Clarifying meaning helps you understand what you have read. Reread difficult passages. Paraphrase, or restate in your own words, what those passages mean. Summarize, or state in the correct order, the main points you have read. Outlining and filling in charts, tables, or concept webs can help to clarify meaning.
It is impossible to remember every detail that you read. Good readers therefore identify the main idea in every paragraph or section. The main is the most important point in a passage. Main ideas are supported by details that add more information. Use outlines and concept webs to help you identify main ideas and supporting details.
Comparison and Contrast
Comparing and contrasting can help you sort and analyze information. When you compare, you examine the similarities between things. When you contrast, you look at the differences. A Venn diagram is a good tool for comparing and contrasting people, places, events or ideas.
A sequence is the order in which a series of events occurs. Nothing the sequence of important events can help you understand and remember the events.
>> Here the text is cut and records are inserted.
use std::{fmt, str::FromStr};

use serde_json::{Map, Value};

use crate::config::{FieldSet, Fork};
use crate::errors::WizardError;
use crate::session::{SessionStore, StoredItem};
use crate::translate::Translator;

/// Page model handed to the view layer.
pub type Locals = Map<String, Value>;

/// Optional edit segment of a loop URL (`/<route>/<sub-step>/<id>/<mode>`).
#[derive(Debug, Clone, Copy, PartialEq, Eq)]
pub enum EditMode {
    /// Editing from the confirmation page; returns there when done.
    Edit,
    /// Editing from the loop's own summary page; returns there when done.
    Change,
    Delete,
}

impl EditMode {
    pub fn as_str(&self) -> &'static str {
        match self {
            EditMode::Edit => "edit",
            EditMode::Change => "change",
            EditMode::Delete => "delete",
        }
    }
}

impl fmt::Display for EditMode {
    fn fmt(&self, f: &mut fmt::Formatter<'_>) -> fmt::Result {
        f.write_str(self.as_str())
    }
}

impl FromStr for EditMode {
    type Err = WizardError;

    fn from_str(value: &str) -> Result<Self, Self::Err> {
        match value {
            "edit" => Ok(EditMode::Edit),
            "change" => Ok(EditMode::Change),
            "delete" => Ok(EditMode::Delete),
            other => Err(WizardError::InvalidInput(format!(
                "unknown edit mode `{other}`"
            ))),
        }
    }
}

#[derive(Debug, Clone, Default, PartialEq, Eq)]
pub struct RouteParams {
    /// Current sub-step name.
    pub action: Option<String>,
    pub edit: Option<EditMode>,
    /// Index of the stored item being edited or deleted.
    pub id: Option<usize>,
}

impl RouteParams {
    pub fn action(action: impl Into<String>) -> Self {
        Self {
            action: Some(action.into()),
            ..Self::default()
        }
    }

    pub fn with_edit(mut self, edit: EditMode) -> Self {
        self.edit = Some(edit);
        self
    }

    pub fn with_id(mut self, id: usize) -> Self {
        self.id = Some(id);
        self
    }

    pub fn is_editing(&self) -> bool {
        matches!(self.edit, Some(EditMode::Edit) | Some(EditMode::Change))
    }
}

/// Merged configuration of the step being served. Loop controllers overwrite
/// `fields`, `next`, `forks` and `prereqs` with the current sub-step's.
#[derive(Debug, Clone, Default)]
pub struct StepOptions {
    pub route: String,
    pub fields: FieldSet,
    pub next: Option<String>,
    pub forks: Vec<Fork>,
    pub prereqs: Vec<String>,
    pub back_link: Option<String>,
}

impl StepOptions {
    pub fn new(route: impl Into<String>) -> Self {
        Self {
            route: route.into(),
            ..Self::default()
        }
    }

    pub fn with_fields(mut self, fields: FieldSet) -> Self {
        self.fields = fields;
        self
    }

    pub fn with_next(mut self, next: impl Into<String>) -> Self {
        self.next = Some(next.into());
        self
    }

    pub fn with_back_link(mut self, back_link: impl Into<String>) -> Self {
        self.back_link = Some(back_link.into());
        self
    }
}

#[derive(Debug, Clone, Default)]
pub struct FormState {
    /// Submitted values, keyed by field.
    pub values: StoredItem,
    pub options: StepOptions,
}

/// Everything a controller sees while serving one request.
pub struct StepRequest<'a> {
    pub params: RouteParams,
    pub form: FormState,
    pub base_url: String,
    /// Path below `base_url`, e.g. `/people/name/0/change`.
    pub url: String,
    pub session: &'a mut dyn SessionStore,
    pub translator: &'a dyn Translator,
}

impl<'a> StepRequest<'a> {
    pub fn new(
        params: RouteParams,
        options: StepOptions,
        session: &'a mut dyn SessionStore,
        translator: &'a dyn Translator,
    ) -> Self {
        Self {
            params,
            form: FormState {
                values: StoredItem::new(),
                options,
            },
            base_url: String::new(),
            url: String::new(),
            session,
            translator,
        }
    }

    pub fn with_base_url(mut self, base_url: impl Into<String>) -> Self {
        self.base_url = base_url.into();
        self
    }

    pub fn with_url(mut self, url: impl Into<String>) -> Self {
        self.url = url.into();
        self
    }

    pub fn with_value(mut self, field: impl Into<String>, value: Value) -> Self {
        self.form.values.insert(field.into(), value);
        self
    }

    pub fn action(&self) -> &str {
        self.params.action.as_deref().unwrap_or_default()
    }

    pub fn session(&self) -> &dyn SessionStore {
        &*self.session
    }
}

impl fmt::Debug for StepRequest<'_> {
    fn fmt(&self, f: &mut fmt::Formatter<'_>) -> fmt::Result {
        f.debug_struct("StepRequest")
            .field("params", &self.params)
            .field("form", &self.form)
            .field("base_url", &self.base_url)
            .field("url", &self.url)
            .finish_non_exhaustive()
    }
}
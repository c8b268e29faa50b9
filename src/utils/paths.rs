//! URL path helpers shared by the loop controller and the summary page.
//!
//! Routes and base URLs arrive with or without leading/trailing slashes; these
//! helpers normalise them so redirects and links come out the same either way.

use once_cell::sync::Lazy;
use regex::Regex;

static REPEATED_SLASHES: Lazy<Regex> =
    Lazy::new(|| Regex::new("/{2,}").expect("valid repeated slash pattern"));

/// Joins URL segments with `/`, collapsing any doubled separators.
pub fn join_url<S: AsRef<str>>(parts: &[S]) -> String {
    let joined = parts
        .iter()
        .map(AsRef::as_ref)
        .filter(|part| !part.is_empty())
        .collect::<Vec<_>>()
        .join("/");
    REPEATED_SLASHES.replace_all(&joined, "/").into_owned()
}

pub fn strip_leading_slash(path: &str) -> &str {
    path.strip_prefix('/').unwrap_or(path)
}

pub fn strip_trailing_slash(path: &str) -> &str {
    path.strip_suffix('/').unwrap_or(path)
}

/// Route without its leading or trailing slash, e.g. `/badgers/` -> `badgers`.
pub fn relative_route(route: &str) -> &str {
    strip_trailing_slash(strip_leading_slash(route))
}

/// Key used for a step path in section and store lookups: every slash removed.
pub fn section_key(path: &str) -> String {
    path.replace('/', "")
}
You can track the oder of events by making a flowchart. Write the first event, which sets the other events in motion, in the first box. Then, write each additional event in a box. Use arrows to show how one event leads to the next.
Cause and Effect
Determining causes and effects helps you understand relationships among situations or events. A cause makes something happen. An effect is what happens. Remember that there can be more than one cause for an event and more than one effect. Fill in a cause-and-effect chart to help you understand how causes lead to events and how effects are the results of events.